Too many children, too many bills, major illnesses, absent husbands, broken cars, personal disasters — each story brought new gasps from the studio audience. These poor creatures were then judged, I recall, by some sort of applause-o-meter, and each day a new winner was crowned with a tiara and a velvet cape and given an assortment of new appliances and other trinkets to try to make up for their sad circumstances.
It was absolutely ghastly. The only thing worse than being a loser on “Queen for a Day” was being the winner. It was social voyeurism on a national scale, and I now recognize that the main emotion that I felt while watching that show was guilt. Their suffering was my entertainment. Whatever became of those poor souls and their grubby, underfed children?

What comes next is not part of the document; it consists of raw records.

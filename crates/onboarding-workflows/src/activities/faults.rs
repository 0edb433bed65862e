// Copyright (C) 2025 SyncMyOrders Sp. z o.o.
// SPDX-License-Identifier: AGPL-3.0-or-later
//! Reproducible transient-failure injection.
//!
//! Rolls come from a seeded generator, so a given seed and rate always
//! produce the same failure sequence. Because activity outcomes are journaled,
//! a replayed process never rolls again for an attempt that already ran.

use std::sync::{Mutex, PoisonError};

use rand::rngs::StdRng;
use rand::{Rng, SeedableRng};

pub struct SeededFaults {
    rate: f64,
    seed: u64,
    rng: Mutex<StdRng>,
}

impl SeededFaults {
    /// Fail with probability `rate`; values outside `0.0..=1.0` are clamped.
    pub fn new(seed: u64, rate: f64) -> Self {
        let rate = if rate.is_nan() { 0.0 } else { rate.clamp(0.0, 1.0) };
        Self {
            rate,
            seed,
            rng: Mutex::new(StdRng::seed_from_u64(seed)),
        }
    }

    pub fn rate(&self) -> f64 {
        self.rate
    }

    pub fn seed(&self) -> u64 {
        self.seed
    }

    /// Next roll; `true` means the call should fail.
    pub fn roll(&self) -> bool {
        self.rng
            .lock()
            .unwrap_or_else(PoisonError::into_inner)
            .gen_bool(self.rate)
    }
}

impl std::fmt::Debug for SeededFaults {
    fn fmt(&self, f: &mut std::fmt::Formatter<'_>) -> std::fmt::Result {
        f.debug_struct("SeededFaults")
            .field("rate", &self.rate)
            .field("seed", &self.seed)
            .finish()
    }
}

#[cfg(test)]
mod tests {
    use super::*;

    #[test]
    fn test_same_seed_same_sequence() {
        let a = SeededFaults::new(42, 0.5);
        let b = SeededFaults::new(42, 0.5);
        let first: Vec<bool> = (0..64).map(|_| a.roll()).collect();
        let second: Vec<bool> = (0..64).map(|_| b.roll()).collect();
        assert_eq!(first, second);
        assert!(first.contains(&true) && first.contains(&false));
    }

    #[test]
    fn test_rate_bounds() {
        let never = SeededFaults::new(1, 0.0);
        assert!((0..100).all(|_| !never.roll()));

        let always = SeededFaults::new(1, 7.5);
        assert_eq!(always.rate(), 1.0);
        assert!((0..100).all(|_| always.roll()));

        assert_eq!(SeededFaults::new(1, f64::NAN).rate(), 0.0);
    }
}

I have the same uneasy-between-the-shoulder-blades feeling about The Biggest Loser. NBC — and a lot of networks with similar reality programs — have made millions of dollars exploiting the misery and longing for normalcy of the more-than-just-obese. These truly brave people put their egos, health and sometimes their personal safety on the line to satisfy the demands of producers who are after just a few more percentage points in the ratings.
I wince listening to them berate themselves and their former lives, and I’ve wondered how successful the winners have been at keeping off the weight once outside that hermetically sealed POW camp that masquerades as a health club.
The NYTimes over the weekend had a great article summing up the allure of TBL and its sister shows:
Before-and-after television needs a deep reserve of misery, and particularly on weight-loss shows the “before” returns in rhythmic waves of humiliation and self-loathing… The lows drop ever more excruciatingly downward before rising up in a frenzy of exertion, deprivation, extensive weight loss and a new life…
These fat-reduction spectacles are embedded in a mixed message that mirrors a broader cultural clash of appearance and appetite — and our obsession with both. Against a loop of talk shows and made-for-TV dramas about eating disorders, Americans are goaded into ever more drastic and extreme expectations of physical perfection on prime time, while their path is mined with Double Croissan’wich specials at Burger King and Olive Garden “Tour of Italy” triptychs (lasagna, chicken parmigiana and fettuccine Alfredo)…
These plus-size transformations are spellbinding, admirable and even enviable, but they are also teases, making impossible transformations seem just a commitment away. The lonely, self-hating journey of weight loss is turned into an exhilarating and emotionally fulfilling team sport. These programs also dismay advocates from [fat advocacy] groups … who complain that they frame obesity as a character issue or a public-health menace and further stigmatize those who do not conform.
As the Times puts it, TBL “selects alarmingly overweight people and puts them through a Herculean diet and exercise regimen” that few of us out here in the real world would be able — or even want — to duplicate. That some of them who are bounced from the show actually do continue to lose at that unhealthy rate and return to the show is proof of their desperation.
I even object to the ambiguity of the title. Are the biggest losers the winners, or the ones who get voted off? Who really wins in this kind of scenario?
NBC, I suppose. I just hope that, sometime in the not-so-distant future, we’ll look back at this kind of epic, high-definition voyeurism and cringe at the inhumanity of it.